Overview
This section explains how ligand binding initiates signal transduction in cells, emphasizing phosphorylation, signaling cascades, and the role of second messengers in cellular responses.
Signal Transduction Initiation
- Signal transduction begins when a ligand binds to a cell-surface receptor, triggering conformational changes in the receptor.
- Only internal receptors can directly interact with DNA to initiate protein synthesis; cell-surface receptors transmit signals into the cytoplasm.
- Ligand binding can cause dimerization, where two receptors join to form a dimer and activate each other’s intracellular domains.
Signaling Pathways and Cascades
- Activation of the receptor sets off a signaling pathway—a chain reaction of protein and enzyme activations called a signaling cascade.
- Signaling cascades involve upstream (earlier) and downstream (later) events, leading to cellular responses such as metabolism changes or gene expression.
- Pathways can branch and integrate, allowing complex cell responses depending on protein expression and other signals.
- Signal amplification occurs when one ligand-bound receptor activates many downstream molecules.
Phosphorylation in Signal Transmission
- Phosphorylation involves adding a phosphate group (PO₄³⁻) to proteins, usually on serine, threonine, or tyrosine residues.
- Kinase enzymes catalyze phosphorylation, which can activate or inactivate target enzymes.
- Dephosphorylation, done by phosphatases, reverses the effect of phosphorylation.
Second Messengers
- Second messengers are small molecules that spread the signal after receptor activation.

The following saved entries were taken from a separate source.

//! Model a color in the sRGB color space, gamma encoded or in linear light.

use std::{fmt::Write, str::FromStr};

use crate::{
    color::{Component, Components},
    error::ParseColorError,
    math::clamp,
};

tincture_macros::gen_model! {
    /// A color in the sRGB color space with 8-bit gamma encoded channels.
    pub struct Srgb {
        /// The red channel of the color.
        red: u8,
        /// The green channel of the color.
        green: u8,
        /// The blue channel of the color.
        blue: u8,
    }
}

/// Convert a channel in the range `0..=1` to 8 bits, clamping anything out of
/// range.
fn to_byte(value: Component) -> u8 {
    (clamp(value, 0.0, 1.0) * 255.0).round() as u8
}

impl Srgb {
    /// Create an opaque color.
    pub fn opaque(red: u8, green: u8, blue: u8) -> Self {
        Self::new(red, green, blue, 1.0)
    }

    /// Create a color from gamma encoded channels in the range `0..=1`.
    /// Channels outside of the range are clamped.
    pub fn from_unit(components: Components, alpha: Component) -> Self {
        let Components(red, green, blue) = components;
        Self::new(to_byte(red), to_byte(green), to_byte(blue), alpha)
    }

    /// Return the channels scaled to the range `0..=1`.
    pub fn to_unit(&self) -> Components {
        self.to_components().map(|v| v / 255.0)
    }

    /// Parse a hex color with 3, 4, 6 or 8 digits. The leading `#` is
    /// optional. Short forms duplicate each digit.
    pub fn from_hex(hex: &str) -> Option<Self> {
        let digits = hex.strip_prefix('#').unwrap_or(hex);
        if digits.is_empty() || !digits.bytes().all(|b| b.is_ascii_hexdigit()) {
            return None;
        }

        let short = |i: usize| u8::from_str_radix(&digits[i..i + 1], 16).ok().map(|v| v * 17);
        let long = |i: usize| u8::from_str_radix(&digits[i..i + 2], 16).ok();
        let alpha = |byte: u8| byte as Component / 255.0;

        match digits.len() {
            3 => Some(Self::new(short(0)?, short(1)?, short(2)?, 1.0)),
            4 => Some(Self::new(short(0)?, short(1)?, short(2)?, alpha(short(3)?))),
            6 => Some(Self::new(long(0)?, long(2)?, long(4)?, 1.0)),
            8 => Some(Self::new(long(0)?, long(2)?, long(4)?, alpha(long(6)?))),
            _ => None,
        }
    }

    /// Format as lowercase `#rrggbb`. Alpha is ignored.
    pub fn to_hex(&self) -> String {
        let mut hex = String::with_capacity(7);
        hex.push('#');
        for channel in [self.red, self.green, self.blue] {
            let _ = write!(hex, "{channel:02x}");
        }
        hex
    }

    /// Format as lowercase `#rrggbbaa`.
    pub fn to_hex8(&self) -> String {
        let mut hex = self.to_hex();
        let _ = write!(hex, "{:02x}", to_byte(self.alpha));
        hex
    }

    /// Convert this model from gamma encoded to linear light.
    pub fn to_linear_light(&self) -> SrgbLinear {
        let components = self.to_unit().map(|value| {
            if value <= 0.04045 {
                value / 12.92
            } else {
                ((value + 0.055) / 1.055).powf(2.4)
            }
        });
        SrgbLinear::from_components(components, self.alpha)
    }
}

impl FromStr for Srgb {
    type Err = ParseColorError;

    fn from_str(s: &str) -> Result<Self, Self::Err> {
        crate::parse::parse_color(s).ok_or_else(|| ParseColorError::new(s))
    }
}

tincture_macros::gen_model! {
    /// A color in the sRGB color space with no gamma encoding.
    pub struct SrgbLinear {
        /// The red channel of the color.
        red: Component,
        /// The green channel of the color.
        green: Component,
        /// The blue channel of the color.
        blue: Component,
    }
}

impl SrgbLinear {
    /// Convert this model from linear light to gamma encoded 8-bit channels.
    /// Values outside of the sRGB gamut are clamped.
    pub fn to_gamma_encoded(&self) -> Srgb {
        let components = self.to_components().map(|value| {
            if value <= 0.0031308 {
                12.92 * value
            } else {
                1.055 * value.powf(1.0 / 2.4) - 0.055
            }
        });
        Srgb::from_unit(components, self.alpha)
    }
}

- Calcium ion (Ca²⁺) acts as a second messenger by increasing in cytoplasm, leading to various cellular responses depending on the cell type.
- Cyclic AMP (cAMP), synthesized by adenylyl cyclase from ATP, activates A-kinase, which phosphorylates specific target proteins.
- Inositol phospholipids in membranes can be converted to second messengers like IP₃ and DAG by phospholipase C.
- DAG activates protein kinase C (PKC) and IP₃ triggers Ca²⁺ release from the endoplasmic reticulum, continuing the cascade.
Key Terms & Definitions
- Signal transduction — the process of transmitting a signal from outside to inside the cell after ligand binding.
- Dimerization — formation of a complex of two receptor molecules upon ligand binding.
- Phosphorylation — addition of a phosphate group to a molecule, often regulating protein activity.
- Kinase — enzyme that catalyzes phosphorylation.
- Phosphatase — enzyme that removes phosphate groups (dephosphorylation).
- Second messenger — small molecule that propagates a signal within the cell after receptor activation.
- cAMP — cyclic adenosine monophosphate, a common second messenger.
- DAG — diacylglycerol, a lipid-derived second messenger.
- IP₃ — inositol triphosphate, a second messenger that releases Ca²⁺ from internal stores.
Action Items / Next Steps
- Review the mechanisms of phosphorylation and second messenger function.
- Observe an animation of cell signaling (link provided in section).
- Be ready to discuss the effect of RAS G-protein inhibition on downstream signaling.